Set clear rules. Give your child a fair opportunity to follow your rules by stating the rules clearly and making sure that your child understands them. Be sure to explain to your child why these rules are important. You may find that you have less need for discipline when your child understands why certain behaviors are appropriate or inappropriate.
Enforce consequences immediately. When a child doesn’t follow the rules, you should enforce the consequences immediately. If there is too much of a lag time between the act and the consequence, children will fail to associate the consequence with the misbehavior. Moreover, if you wait to execute the consequences, you may be more likely to lose your temper and be tempted to yell and spank if the infraction occurs a second time.
Be consistent. Once you set these rules and consequences, be consistent in enforcing them. HealthyPlace.com advises parents not to be swayed by crying or pleading on the child’s part when an infraction occurs. Inconsistent behavior on your part will simply confuse the child or she won’t take the rules seriously. When she has no doubt that you will enforce the consequences, she will be more likely to follow the rules.

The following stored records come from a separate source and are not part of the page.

//! Multi-threaded back-end of the event selection

use crate::{
    cutflow::CutFlow, error::RecordResult, random::RandomGenerator, scheduling::EVENT_BATCH_SIZE,
};

use std::sync::Mutex;

/// Process events in multi-threaded mode
///
/// Every task forks its own generator stream from the root generator, selected
/// by batch index, so the scheduling thread never needs to advance the root
/// state and the tallies are bit-identical to those of a sequential run.
///
pub fn run_selection_impl(
    mut num_events: usize,
    rng: RandomGenerator,
    process_events: impl Send + Sync + Fn(u64, usize, &mut RandomGenerator) -> RecordResult<CutFlow>,
) -> RecordResult<CutFlow> {
    // Some double-checking cannot hurt...
    assert!(num_events > 0, "Must process at least one event");

    // We know in advance how many batches of events we will process
    let num_batches = num_events / EVENT_BATCH_SIZE
        + if num_events % EVENT_BATCH_SIZE == 0 {
            0
        } else {
            1
        };

    // The results of parallel tasks will be merged in batch order
    let accumulator = BatchAccumulator::new(num_batches);

    // This function is a synchronization scope: it will only return
    // once all inner tasks have been executed
    rayon::scope(|scope| {
        // For each requested batch of events...
        for batch_id in 0..num_batches {
            let batch_size = ::std::cmp::min(num_events, EVENT_BATCH_SIZE);
            num_events -= batch_size;

            // Spawn a task which is responsible for processing them
            let rng_ref = &rng;
            let accumulator_ref = &accumulator;
            let process_events_ref = &process_events;
            scope.spawn(move |_| {
                let mut batch_rng = rng_ref.fork_batch(batch_id);
                let first_id = (batch_id * EVENT_BATCH_SIZE) as u64;
                let result = process_events_ref(first_id, batch_size, &mut batch_rng);
                accumulator_ref.set_task_result(batch_id, result);
            });
        }
    });

    // Extract the merged tallies from the accumulator
    accumulator.get_merged_result()
}

/// Batch-ordered accumulation of the per-task selection tallies
struct BatchAccumulator {
    /// Storage for the intermediary cut-flows of parallel tasks
    results: Box<[Mutex<Option<RecordResult<CutFlow>>>]>,
}
//
impl BatchAccumulator {
    /// Set up results storage for N parallel tasks
    fn new(num_tasks: usize) -> Self {
        assert!(num_tasks > 0, "There should be at least one task");
        Self {
            results: (0..num_tasks)
                .map(|_| Mutex::new(None))
                .collect::<Vec<_>>()
                .into_boxed_slice(),
        }
    }

    /// Integrate the results of the n-th selection task
    fn set_task_result(&self, task_id: usize, result: RecordResult<CutFlow>) {
        let mut lock = self.results[task_id]
            .lock()
            .expect("Mutex data should be valid");
        assert!(lock.is_none(), "Tasks should not report results twice");
        *lock = Some(result);
    }

    /// Merge the task tallies in batch order, or report the first task error
    fn get_merged_result(self) -> RecordResult<CutFlow> {
        // Start iterating over the task results
        let mut results_iter = self.results.into_vec().into_iter().map(|entry| {
            entry
                .into_inner()
                .expect("Mutex data should be valid")
                .expect("Result should be ready")
        });

        // Initialize results storage with the tallies of the first task
        let first_result = results_iter
            .next()
            .expect("There should be at least one task")?;

        // Merge the tallies of the other tasks
        results_iter.try_fold(first_result, |mut tally, result| {
            tally.merge(result?);
            Ok(tally)
        })
    }
}
//! Lepton pair records
//!
//! A `LeptonPair` is a Higgs candidate: two lepton slots copied out of the
//! event's lepton collection, the integer positions they came from, and the
//! pair-level missing transverse energy with its covariance. As for single
//! leptons, every kinematic accessor is a pure function of the energy-scale
//! [`Variation`].

use crate::{
    lepton::{Lepton, Variation},
    momentum::{self, LorentzVector, TransverseVector},
    numeric::Float,
};
use nalgebra::SMatrix;
use num_traits::Zero;

/// Covariance matrix of the missing transverse energy
pub type MetCovariance = SMatrix<Float, 2, 2>;

/// Pair of leptons forming a Higgs candidate
///
/// Nothing in this type enforces the (muon, tau) flavour expectation of the
/// analysis channel; the pair selector detects and rejects mismatched legs.
#[derive(Debug, Clone, PartialEq)]
pub struct LeptonPair {
    /// First leg, in upstream pairing order
    leg1: Lepton,
    /// Second leg, in upstream pairing order
    leg2: Lepton,
    /// Position of the first leg in the event's lepton collection
    index_leg1: usize,
    /// Position of the second leg in the event's lepton collection
    index_leg2: usize,
    /// Pair-level missing transverse energy, recoil corrected
    met: TransverseVector,
    /// Covariance of the missing transverse energy
    met_covariance: MetCovariance,
}
//
impl LeptonPair {
    /// Build a pair from its legs and their collection positions
    pub fn new(
        leg1: Lepton,
        index_leg1: usize,
        leg2: Lepton,
        index_leg2: usize,
        met: TransverseVector,
    ) -> Self {
        Self {
            leg1,
            leg2,
            index_leg1,
            index_leg2,
            met,
            met_covariance: MetCovariance::zero(),
        }
    }

    /// Attach the missing-energy covariance matrix
    pub fn with_met_covariance(mut self, met_covariance: MetCovariance) -> Self {
        self.met_covariance = met_covariance;
        self
    }

    // === LEG ACCESS ===

    /// First leg
    pub fn leg1(&self) -> &Lepton {
        &self.leg1
    }

    /// Second leg
    pub fn leg2(&self) -> &Lepton {
        &self.leg2
    }

    /// Collection position of the first leg
    pub fn index_leg1(&self) -> usize {
        self.index_leg1
    }

    /// Collection position of the second leg
    pub fn index_leg2(&self) -> usize {
        self.index_leg2
    }

    /// Muon-flavoured leg with its collection position, if any
    ///
    /// Picks the first leg when both are muons, matching the upstream
    /// pairing convention.
    pub fn muon(&self) -> Option<(usize, &Lepton)> {
        if self.leg1.is_muon() {
            Some((self.index_leg1, &self.leg1))
        } else if self.leg2.is_muon() {
            Some((self.index_leg2, &self.leg2))
        } else {
            None
        }
    }

    /// Tau-flavoured leg with its collection position, if any
    pub fn tau(&self) -> Option<(usize, &Lepton)> {
        if self.leg1.is_tau() {
            Some((self.index_leg1, &self.leg1))
        } else if self.leg2.is_tau() {
            Some((self.index_leg2, &self.leg2))
        } else {
            None
        }
    }

    // === KINEMATICS ===

    /// Combined four-momentum of the two legs under `variation`
    pub fn p4(&self, variation: Variation) -> LorentzVector {
        self.leg1.p4(variation) + self.leg2.p4(variation)
    }

    /// Missing transverse energy under `variation`
    ///
    /// The stored MET is corrected by the opposite of each leg's momentum
    /// shift, so the transverse balance of the event is maintained. The
    /// recoil correction baked into the stored value is not recomputed.
    pub fn met(&self, variation: Variation) -> TransverseVector {
        let mut met = self.met;
        for leg in [&self.leg1, &self.leg2] {
            met += momentum::transverse(&leg.p4(Variation::Nominal))
                - momentum::transverse(&leg.p4(variation));
        }
        met
    }

    /// Missing-energy covariance matrix
    pub fn met_covariance(&self) -> &MetCovariance {
        &self.met_covariance
    }

    /// Transverse mass of the first leg and the MET under `variation`
    pub fn mt_leg1(&self, variation: Variation) -> Float {
        momentum::transverse_mass(&self.leg1.p4(variation), &self.met(variation))
    }

    /// Transverse mass of the second leg and the MET under `variation`
    pub fn mt_leg2(&self, variation: Variation) -> Float {
        momentum::transverse_mass(&self.leg2.p4(variation), &self.met(variation))
    }

    /// Transverse mass of the muon-flavoured leg, if any
    pub fn mt_muon(&self, variation: Variation) -> Option<Float> {
        let (_, muon) = self.muon()?;
        Some(momentum::transverse_mass(
            &muon.p4(variation),
            &self.met(variation),
        ))
    }
}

Praise good behavior. Kids should be praised, thanked or otherwise encouraged for good behavior. Unell and Dr. Wyckoff say that you should praise the child’s behavior more than the child himself. For example, you might say, “That’s really great that you finished your homework before turning on the television. Good job.” This type of encouragement is a positive way of restating the rule and reminding children of your expectations for them.